Walking skills improved in all participants of the experiment, children kept their balance better, the number of falls decreased, their steps became more confident, firmer and manageable. Those participants in the experiment who did not know how to walk to the experiment, can now overcome the distance of 5-10 steps on their own.
Conclusions:
Cerebral palsy is an important problem today. Every year in Ukraine and in the world the number of patients with this diagnosis is constantly growing. In turn, this creates certain economic and social difficulties for both the state and the families of a sick child.
Cerebral palsy is not the only pathology that causes spastic movement disorders, as it does not reflect the essence of the development of neurological disorders, under this name hides a wide range of different diseases that cause non-progressive organic brain damage.

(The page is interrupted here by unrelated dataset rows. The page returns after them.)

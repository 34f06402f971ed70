//! Application Context
//!
//! The view-state store plus the non-reactive session state next to it:
//! search cache, debounce timers and the inputs that can regain focus.

use leptos::html;
use leptos::prelude::*;

use crate::config::{
    COUNT_SAVE_DELAY_MS, NOTES_SAVE_DELAY_MS, NOTIFICATION_MS, SEARCH_DEBOUNCE_MS, STATS_REFRESH_DELAY_MS,
};
use crate::debounce::Debouncer;
use crate::search::SearchSession;
use crate::store::{AppStore, ViewStateStoreFields};

/// App-wide state provided via context
#[derive(Clone, Copy)]
pub struct AppContext {
    pub store: AppStore,
    /// Search results by query, cleared on every mutation
    pub search: StoredValue<SearchSession>,
    pub search_input: NodeRef<html::Input>,
    pub filter_input: NodeRef<html::Input>,
    pub search_debounce: Debouncer,
    pub stats_refresh: Debouncer,
    /// Modal auto-save timers; app-lived so closing the modal keeps a pending save
    pub count_save: Debouncer,
    pub notes_save: Debouncer,
    notice_timer: Debouncer,
}

impl AppContext {
    pub fn new(store: AppStore) -> Self {
        Self {
            store,
            search: StoredValue::new(SearchSession::default()),
            search_input: NodeRef::new(),
            filter_input: NodeRef::new(),
            search_debounce: Debouncer::new(SEARCH_DEBOUNCE_MS),
            stats_refresh: Debouncer::new(STATS_REFRESH_DELAY_MS),
            count_save: Debouncer::new(COUNT_SAVE_DELAY_MS),
            notes_save: Debouncer::new(NOTES_SAVE_DELAY_MS),
            notice_timer: Debouncer::new(NOTIFICATION_MS),
        }
    }

    /// Drop all cached search results
    pub fn invalidate_search(&self) {
        self.search.update_value(|session| {
            if !session.is_empty() {
                log::debug!("[Search] Cache cleared");
            }
            session.invalidate();
        });
    }

    /// Show a short-lived notification, replacing the current one
    pub fn notify(&self, message: impl Into<String>) {
        let store = self.store;
        store.notice().set(Some(message.into()));
        self.notice_timer.schedule(move || store.notice().set(None));
    }
}

pub fn use_app() -> AppContext {
    expect_context::<AppContext>()
}
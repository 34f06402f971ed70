//! Frontend Models
//!
//! Data structures matching the shapes the GearCrate backend returns.

use std::collections::BTreeMap;

use serde::{Deserialize, Serialize};

/// Inventory item (matches backend)
#[derive(Debug, Clone, PartialEq, Serialize, Deserialize)]
pub struct Item {
    pub name: String,
    #[serde(default)]
    pub item_type: Option<String>,
    #[serde(default)]
    pub count: u32,
    #[serde(default)]
    pub notes: Option<String>,
    /// Small thumbnail, used in search rows
    #[serde(default)]
    pub icon_url: Option<String>,
    /// Medium image, used in grid tiles
    #[serde(default)]
    pub thumb_url: Option<String>,
    /// Original image, used in the detail modal
    #[serde(default)]
    pub full_url: Option<String>,
    /// Remote source of the image
    #[serde(default)]
    pub image_url: Option<String>,
}

impl Item {
    /// Best image for the modal: the original, else the medium one
    pub fn modal_image(&self) -> Option<&str> {
        self.full_url.as_deref().or(self.thumb_url.as_deref())
    }

    pub fn matches_filter(&self, needle: &str) -> bool {
        let needle = needle.trim().to_lowercase();
        needle.is_empty() || self.name.to_lowercase().contains(&needle)
    }
}

/// Aggregate counters (matches backend `get_stats`)
#[derive(Debug, Clone, PartialEq, Default, Serialize, Deserialize)]
pub struct Stats {
    #[serde(default)]
    pub total_items_in_db: u64,
    #[serde(default)]
    pub inventory_unique_items: u64,
    #[serde(default)]
    pub total_item_count: u64,
    #[serde(default)]
    pub cache_size_mb: f64,
    #[serde(default)]
    pub category_counts: BTreeMap<String, u64>,
}

impl Stats {
    /// Categories with a positive count, alphabetical
    pub fn category_rows(&self) -> Vec<(String, u64)> {
        self.category_counts
            .iter()
            .filter(|(_, count)| **count > 0)
            .map(|(name, count)| (name.clone(), *count))
            .collect()
    }
}

/// A match from the online CStone search
#[derive(Debug, Clone, PartialEq, Serialize, Deserialize)]
pub struct OnlineResult {
    pub name: String,
    #[serde(default)]
    pub url: Option<String>,
}

/// Response of `add_item`
#[derive(Debug, Clone, Deserialize)]
pub struct AddItemResponse {
    #[serde(default)]
    pub success: bool,
    #[serde(default)]
    pub item: Option<Item>,
    #[serde(default)]
    pub error: Option<String>,
}

/// Sort field for the inventory grid
#[derive(Debug, Clone, Copy, PartialEq, Eq, Default)]
pub enum SortField {
    #[default]
    Name,
    Count,
    Date,
}

impl SortField {
    pub const ALL: [SortField; 3] = [SortField::Name, SortField::Count, SortField::Date];

    pub fn as_str(&self) -> &'static str {
        match self {
            SortField::Name => "name",
            SortField::Count => "count",
            SortField::Date => "date",
        }
    }
}

#[derive(Debug, Clone, Copy, PartialEq, Eq, Default)]
pub enum SortOrder {
    #[default]
    Asc,
    Desc,
}

impl SortOrder {
    pub fn as_str(&self) -> &'static str {
        match self {
            SortOrder::Asc => "asc",
            SortOrder::Desc => "desc",
        }
    }

    pub fn toggled(self) -> Self {
        match self {
            SortOrder::Asc => SortOrder::Desc,
            SortOrder::Desc => SortOrder::Asc,
        }
    }
}

/// Parameters of the `get_inventory_items` request
#[derive(Debug, Clone, PartialEq, Default)]
pub struct InventoryQuery {
    pub sort_by: SortField,
    pub sort_order: SortOrder,
    pub category_filter: Option<String>,
}

impl InventoryQuery {
    /// Query-string pairs; the category is omitted when unset
    pub fn pairs(&self) -> Vec<(&'static str, String)> {
        let mut pairs = vec![
            ("sort_by", self.sort_by.as_str().to_string()),
            ("sort_order", self.sort_order.as_str().to_string()),
        ];
        if let Some(category) = self.category_filter.as_deref().filter(|c| !c.is_empty()) {
            pairs.push(("category_filter", category.to_string()));
        }
        pairs
    }
}

#[cfg(test)]
mod tests {
    use super::*;

    #[test]
    fn test_item_from_backend_row() {
        let json = serde_json::json!({
            "id": 7,
            "name": "Ether",
            "item_type": "Medical",
            "count": 3,
            "image_path": "/data/cache/images/Medical/abc.png",
            "thumb_url": "/cache/Medical/abc_medium.png",
            "full_url": "/cache/Medical/abc.png"
        });
        let item: Item = serde_json::from_value(json).unwrap();
        assert_eq!(item.name, "Ether");
        assert_eq!(item.count, 3);
        assert_eq!(item.notes, None);
        assert_eq!(item.modal_image(), Some("/cache/Medical/abc.png"));
    }

    #[test]
    fn test_modal_image_falls_back_to_thumb() {
        let item: Item = serde_json::from_value(serde_json::json!({
            "name": "Helmet",
            "thumb_url": "/cache/Helmets/h_medium.png"
        }))
        .unwrap();
        assert_eq!(item.count, 0);
        assert_eq!(item.modal_image(), Some("/cache/Helmets/h_medium.png"));
    }

    #[test]
    fn test_matches_filter_is_case_insensitive() {
        let item: Item = serde_json::from_value(serde_json::json!({ "name": "Pembroke Helmet" })).unwrap();
        assert!(item.matches_filter("  helm "));
        assert!(item.matches_filter(""));
        assert!(!item.matches_filter("armor"));
    }

    #[test]
    fn test_stats_category_rows_skip_empty() {
        let stats: Stats = serde_json::from_value(serde_json::json!({
            "total_items_in_db": 120,
            "inventory_unique_items": 4,
            "total_item_count": 9,
            "cache_size_mb": 12.5,
            "category_counts": { "Undersuits": 0, "Helmets": 2, "Arms": 7 }
        }))
        .unwrap();
        assert_eq!(
            stats.category_rows(),
            vec![("Arms".to_string(), 7), ("Helmets".to_string(), 2)]
        );
    }

    #[test]
    fn test_inventory_query_pairs() {
        let query = InventoryQuery::default();
        assert_eq!(
            query.pairs(),
            vec![("sort_by", "name".to_string()), ("sort_order", "asc".to_string())]
        );

        let query = InventoryQuery {
            sort_by: SortField::Count,
            sort_order: SortOrder::Asc.toggled(),
            category_filter: Some("Helmets".to_string()),
        };
        assert_eq!(
            query.pairs(),
            vec![
                ("sort_by", "count".to_string()),
                ("sort_order", "desc".to_string()),
                ("category_filter", "Helmets".to_string()),
            ]
        );
    }
}
//! Operation Catalogue
//!
//! The fixed set of backend operations, their parameter order, and the
//! snake_case/camelCase spellings accepted for each.

use serde_json::{Map, Value};

use crate::error::ApiError;

#[derive(Debug, Clone, Copy, PartialEq, Eq, Hash)]
pub enum OperationName {
    SearchItemsLocal,
    SearchItemsCstone,
    AddItem,
    GetItem,
    UpdateCount,
    UpdateNotes,
    DeleteItem,
    ClearInventory,
    DeleteAllItems,
    ClearCache,
    GetStats,
    GetCategories,
}

impl OperationName {
    pub const ALL: [OperationName; 12] = [
        OperationName::SearchItemsLocal,
        OperationName::SearchItemsCstone,
        OperationName::AddItem,
        OperationName::GetItem,
        OperationName::UpdateCount,
        OperationName::UpdateNotes,
        OperationName::DeleteItem,
        OperationName::ClearInventory,
        OperationName::DeleteAllItems,
        OperationName::ClearCache,
        OperationName::GetStats,
        OperationName::GetCategories,
    ];

    /// Canonical name, used for the host function and the HTTP path
    pub fn as_str(&self) -> &'static str {
        match self {
            OperationName::SearchItemsLocal => "search_items_local",
            OperationName::SearchItemsCstone => "search_items_cstone",
            OperationName::AddItem => "add_item",
            OperationName::GetItem => "get_item",
            OperationName::UpdateCount => "update_count",
            OperationName::UpdateNotes => "update_notes",
            OperationName::DeleteItem => "delete_item",
            OperationName::ClearInventory => "clear_inventory",
            OperationName::DeleteAllItems => "delete_all_items",
            OperationName::ClearCache => "clear_cache",
            OperationName::GetStats => "get_stats",
            OperationName::GetCategories => "get_categories",
        }
    }

    pub fn camel_case(&self) -> String {
        let mut out = String::new();
        let mut upper = false;
        for c in self.as_str().chars() {
            if c == '_' {
                upper = true;
            } else if upper {
                out.push(c.to_ascii_uppercase());
                upper = false;
            } else {
                out.push(c);
            }
        }
        out
    }

    /// Resolve either spelling to the canonical operation
    pub fn parse(name: &str) -> Option<Self> {
        Self::ALL
            .into_iter()
            .find(|op| op.as_str() == name || op.camel_case() == name)
    }

    /// Declared parameter order
    pub fn params(&self) -> &'static [&'static str] {
        match self {
            OperationName::SearchItemsLocal | OperationName::SearchItemsCstone => &["query"],
            OperationName::AddItem => &["name", "item_type", "image_url", "notes", "initial_count"],
            OperationName::GetItem | OperationName::DeleteItem => &["name"],
            OperationName::UpdateCount => &["name", "count"],
            OperationName::UpdateNotes => &["name", "notes"],
            OperationName::ClearInventory
            | OperationName::DeleteAllItems
            | OperationName::ClearCache
            | OperationName::GetStats
            | OperationName::GetCategories => &[],
        }
    }
}

/// A resolved call: operation plus arguments in declared order
#[derive(Debug, Clone, PartialEq)]
pub struct Call {
    pub operation: OperationName,
    pub args: Vec<Value>,
}

impl Call {
    pub fn new(operation: OperationName, args: Vec<Value>) -> Self {
        debug_assert_eq!(args.len(), operation.params().len());
        Self { operation, args }
    }

    /// Build from a name in either spelling and a map of named arguments.
    /// Missing arguments become `null`, unknown ones are ignored.
    pub fn from_named(name: &str, mut named: Map<String, Value>) -> Result<Self, ApiError> {
        let operation = OperationName::parse(name)
            .ok_or_else(|| ApiError::UnknownOperation(name.to_string()))?;
        let args = operation
            .params()
            .iter()
            .map(|param| named.remove(*param).unwrap_or(Value::Null))
            .collect();
        Ok(Self { operation, args })
    }

    /// JSON body for HTTP mode, keyed by parameter name
    pub fn body(&self) -> Value {
        let map: Map<String, Value> = self
            .operation
            .params()
            .iter()
            .zip(self.args.iter())
            .map(|(param, value)| (param.to_string(), value.clone()))
            .collect();
        Value::Object(map)
    }
}

#[cfg(test)]
mod tests {
    use super::*;
    use serde_json::json;

    #[test]
    fn test_camel_case_spelling() {
        assert_eq!(OperationName::SearchItemsLocal.camel_case(), "searchItemsLocal");
        assert_eq!(OperationName::DeleteAllItems.camel_case(), "deleteAllItems");
        assert_eq!(OperationName::GetStats.camel_case(), "getStats");
    }

    #[test]
    fn test_both_spellings_resolve_to_same_operation() {
        for op in OperationName::ALL {
            assert_eq!(OperationName::parse(op.as_str()), Some(op));
            assert_eq!(OperationName::parse(&op.camel_case()), Some(op));
        }
        assert_eq!(OperationName::parse("get_inventory"), None);
        assert_eq!(OperationName::parse("GetItem"), None);
    }

    #[test]
    fn test_from_named_orders_arguments() {
        let named = json!({
            "initial_count": 1,
            "notes": null,
            "name": "Ether",
            "item_type": "Medical",
        });
        let Value::Object(named) = named else { unreachable!() };

        let call = Call::from_named("addItem", named).unwrap();
        assert_eq!(call.operation, OperationName::AddItem);
        assert_eq!(call.args, vec![json!("Ether"), json!("Medical"), Value::Null, Value::Null, json!(1)]);
    }

    #[test]
    fn test_from_named_rejects_unknown_operation() {
        let err = Call::from_named("drop_tables", Map::new()).unwrap_err();
        assert!(matches!(err, ApiError::UnknownOperation(name) if name == "drop_tables"));
    }

    #[test]
    fn test_body_keys_by_parameter() {
        let call = Call::new(OperationName::UpdateCount, vec![json!("Ether"), json!(4)]);
        assert_eq!(call.body(), json!({ "name": "Ether", "count": 4 }));

        let call = Call::new(OperationName::GetStats, vec![]);
        assert_eq!(call.body(), json!({}));
    }
}
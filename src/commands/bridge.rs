//! Webview Bridge Transport
//!
//! Calls `window.pywebview.api.<operation>(...args)` with positional
//! arguments when the page runs inside the desktop shell.

use js_sys::{Array, Function, Promise, Reflect};
use serde::Serialize;
use serde_json::Value;
use wasm_bindgen::prelude::*;
use wasm_bindgen::JsCast;
use wasm_bindgen_futures::JsFuture;

use super::operation::Call;
use crate::error::ApiError;

/// Host API object, if the page is embedded in the webview
fn host_api() -> Option<JsValue> {
    let window = web_sys::window()?;
    let bridge = Reflect::get(&window, &JsValue::from_str("pywebview")).ok()?;
    if bridge.is_undefined() || bridge.is_null() {
        return None;
    }
    let api = Reflect::get(&bridge, &JsValue::from_str("api")).ok()?;
    if api.is_undefined() || api.is_null() {
        return None;
    }
    Some(api)
}

/// Checked on every call: the host injects its object after page load
pub fn is_available() -> bool {
    host_api().is_some()
}

fn js_message(value: &JsValue) -> String {
    value
        .as_string()
        .or_else(|| {
            value
                .dyn_ref::<js_sys::Error>()
                .map(|e| String::from(e.message()))
        })
        .unwrap_or_else(|| format!("{:?}", value))
}

pub async fn invoke(call: &Call) -> Result<Value, ApiError> {
    let operation = call.operation.as_str();
    let bridge_err = |message: String| ApiError::Bridge { operation, message };

    let api = host_api().ok_or_else(|| bridge_err("webview bridge not available".to_string()))?;
    let function: Function = Reflect::get(&api, &JsValue::from_str(operation))
        .map_err(|e| bridge_err(js_message(&e)))?
        .dyn_into()
        .map_err(|_| bridge_err("host does not expose this operation".to_string()))?;

    let serializer = serde_wasm_bindgen::Serializer::json_compatible();
    let args = Array::new();
    for arg in &call.args {
        let js_arg = arg
            .serialize(&serializer)
            .map_err(|e| bridge_err(e.to_string()))?;
        args.push(&js_arg);
    }

    let returned = function
        .apply(&api, &args)
        .map_err(|e| bridge_err(js_message(&e)))?;
    let resolved = match returned.dyn_into::<Promise>() {
        Ok(promise) => JsFuture::from(promise)
            .await
            .map_err(|e| bridge_err(js_message(&e)))?,
        Err(value) => value,
    };

    if resolved.is_undefined() || resolved.is_null() {
        return Ok(Value::Null);
    }
    serde_wasm_bindgen::from_value(resolved).map_err(|e| bridge_err(e.to_string()))
}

Kinesiotherapy is an important condition for the development of children with spastic movement disorders. Kinesiotherapy acts as the main factor influencing the motor centers of the brain of a sick child, as the patterns of the higher nervous system in children are not yet mature and the impact on them can be very effective and to promote the functional recovery or even the formation of new motor centers.
Our proposed means of kinesiotherapy in a short time have shown good results in the rehabilitation of patients with spastic form of cerebral palsy. In the experimental group, muscle hypertonia decreased, muscle contractility improved, antagonist muscle imbalance decreased, muscle trophism improved, inflammatory
processes decreased, lower extremity muscle malnutrition decreased, general health improved, and skills improved. walk, and even those participants of the experiment who did not know how to walk to the experiment, can now independently overcome the distance of 5-10 steps.